Impala now incorporates support for the BYTES() function. This function efficiently returns the number of bytes contained within a byte string. Users can leverage this functionality to gain insights into the size of byte strings within their data.

Min/Max Filtering in Impala

With the utilization of the Parquet format, Impala introduces the capability to perform min/max filtering. Users can now execute queries to identify the minimum or maximum value for a column within various levels such as partition, row group, page, or row. This enhancement provides a more granular and targeted approach to data analysis.

DDL Support for Bucketed Tables

In the latest release, Impala introduces Data Definition Language (DDL) support for bucketed tables. This feature enables users to optimize query performance by creating tables with bucketing. Leveraging the CLUSTER BY clause, this functionality facilitates the partitioning of data into smaller, more manageable segments based on specified columns. This enhancement contributes to improved query efficiency and data organization.

Support for Collections of Fixed-Length Types as Non-Passthrough Children of Unions

In this release, Impala introduces support for collections of fixed-length types as non-passthrough children of unions. While plain UNIONs are not yet supported for any collections, UNION ALL operations are fully supported. Users can take advantage of this feature to combine and analyze data efficiently within complex queries.

Example:

select id, int_array from complextypestbl

union all select cast(id as tinyint), int_array from complextypestbl

Support for ORDER BY in Collections of Fixed-Length Types in SELECT List

With this release, Impala now supports collections of fixed-length types in the sorting tuple. Although sorting directly by these collection columns is not permitted, they can be included in the SELECT list alongside other columns by which sorting is applied. This enhancement provides users with greater flexibility in organizing and presenting query results.

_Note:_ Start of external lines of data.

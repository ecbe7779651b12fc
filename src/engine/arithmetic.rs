//! Two-operand arithmetic over equation fragments
//!
//! The standard mode works on a pending equation fragment like `"6.5*"`:
//! everything before the final character is the first operand, the final
//! character is the operator, and the current display supplies the second
//! operand. [`evaluate`] performs that split and applies the operator;
//! [`format_result`] turns the f64 result into display text.

use crate::engine::errors::EvalError;
use crate::numeric::format::format_fixed;
use crate::numeric::parse::{parse_finite, sanitize_expression};

/// Fraction digits beyond which results are cut to a fixed width
const MAX_FRAC_DIGITS: usize = 8;

/// The five binary operators of standard mode
#[derive(Debug, Clone, Copy, PartialEq, Eq)]
pub enum ArithOp {
    Add,
    Sub,
    Mul,
    Div,
    Rem,
}

impl ArithOp {
    /// Map an operator character to its operation
    pub fn from_char(c: char) -> Option<Self> {
        match c {
            '+' => Some(ArithOp::Add),
            '-' => Some(ArithOp::Sub),
            '*' => Some(ArithOp::Mul),
            '/' => Some(ArithOp::Div),
            '%' => Some(ArithOp::Rem),
            _ => None,
        }
    }

    /// The character stored in equation fragments
    pub fn symbol(self) -> char {
        match self {
            ArithOp::Add => '+',
            ArithOp::Sub => '-',
            ArithOp::Mul => '*',
            ArithOp::Div => '/',
            ArithOp::Rem => '%',
        }
    }

    fn apply(self, first: f64, second: f64) -> Result<f64, EvalError> {
        match self {
            ArithOp::Add => Ok(first + second),
            ArithOp::Sub => Ok(first - second),
            ArithOp::Mul => Ok(first * second),
            ArithOp::Div => {
                if second == 0.0 {
                    return Err(EvalError::DivisionByZero);
                }
                Ok(first / second)
            }
            // A zero divisor here yields NaN and fails at the formatting
            // step instead.
            ArithOp::Rem => Ok(first % second),
        }
    }
}

/// Evaluate a pending equation fragment against the current operand.
///
/// Both inputs are sanitized first. An empty fragment means no operation is
/// pending and the operand is returned as-is. Otherwise the fragment's last
/// character is the operator and the rest must parse as a finite number.
pub fn evaluate(equation: &str, operand: &str) -> Result<f64, EvalError> {
    let fragment = sanitize_expression(equation);
    let operand_text = sanitize_expression(operand);

    let second = parse_finite(&operand_text).ok_or_else(|| EvalError::InvalidInput {
        text: operand.to_string(),
    })?;

    let operator = match fragment.chars().next_back() {
        Some(c) => c,
        // Nothing pending, the operand stands alone.
        None => return Ok(second),
    };
    let prefix = &fragment[..fragment.len() - operator.len_utf8()];

    let first = parse_finite(prefix).ok_or_else(|| EvalError::InvalidEquation {
        fragment: equation.to_string(),
    })?;
    let op = ArithOp::from_char(operator).ok_or(EvalError::InvalidOperation { operator })?;

    op.apply(first, second)
}

/// Format an arithmetic result for the display: shortest plain decimal,
/// cut to 8 fraction digits when the exact rendition is longer. Negative
/// zero collapses to `"0"`.
pub fn format_result(value: f64) -> Result<String, EvalError> {
    if !value.is_finite() {
        return Err(EvalError::InvalidResult { value });
    }
    if value == 0.0 {
        return Ok(String::from("0"));
    }

    let shortest = value.to_string();
    if let Some((_, frac)) = shortest.split_once('.') {
        if frac.len() > MAX_FRAC_DIGITS {
            return Ok(format_fixed(value, MAX_FRAC_DIGITS));
        }
    }
    Ok(shortest)
}

#[cfg(test)]
mod tests {
    use super::*;

    #[test]
    fn test_operator_mapping_round_trips() {
        for op in [ArithOp::Add, ArithOp::Sub, ArithOp::Mul, ArithOp::Div, ArithOp::Rem] {
            assert_eq!(ArithOp::from_char(op.symbol()), Some(op));
        }
        assert_eq!(ArithOp::from_char('='), None);
    }

    #[test]
    fn test_evaluate_no_pending_operation() {
        assert_eq!(evaluate("", "42"), Ok(42.0));
        assert_eq!(evaluate("", "-1.5"), Ok(-1.5));
    }

    #[test]
    fn test_evaluate_rejects_empty_operand() {
        assert!(matches!(
            evaluate("", ""),
            Err(EvalError::InvalidInput { .. })
        ));
        assert!(matches!(
            evaluate("2+", "   "),
            Err(EvalError::InvalidInput { .. })
        ));
    }

    #[test]
    fn test_evaluate_rejects_bare_operator_fragment() {
        assert!(matches!(
            evaluate("+", "3"),
            Err(EvalError::InvalidEquation { .. })
        ));
    }
}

Support for Complex Types in SELECT List

In this release, Impala introduces comprehensive support for complex types in the SELECT list. While collections and structs were previously supported, the nesting and mixing of complex types were not. Now, users can leverage the flexibility of embedding complex types into other complex types, providing enhanced versatility in query results. For detailed information and any limitations, refer to the "Allowing Embedding Complex Types into Other Complex Types" section in the Complex types documentation.

Structs in SELECT List with Beeswax

In previous releases, structs in the select list were limited to the HS2 protocol. With this release, the support for structs in the select list is extended to Beeswax as well. Users can now benefit from using structs in the select list when interacting with Beeswax, improving the consistency of functionality across different protocols.

Query Hints for Table Cardinalities

Impala now offers improved control over query planning with the introduction of query hints for table cardinalities. Previously, Impala relied on simple estimation to compute selectivity, which could deviate significantly from actual values for certain predicates, leading to suboptimal query plans. With the addition of a new query hint, 'SELECTIVITY', users can now specify selectivity values for predicates, enabling more accurate query planning and better overall performance.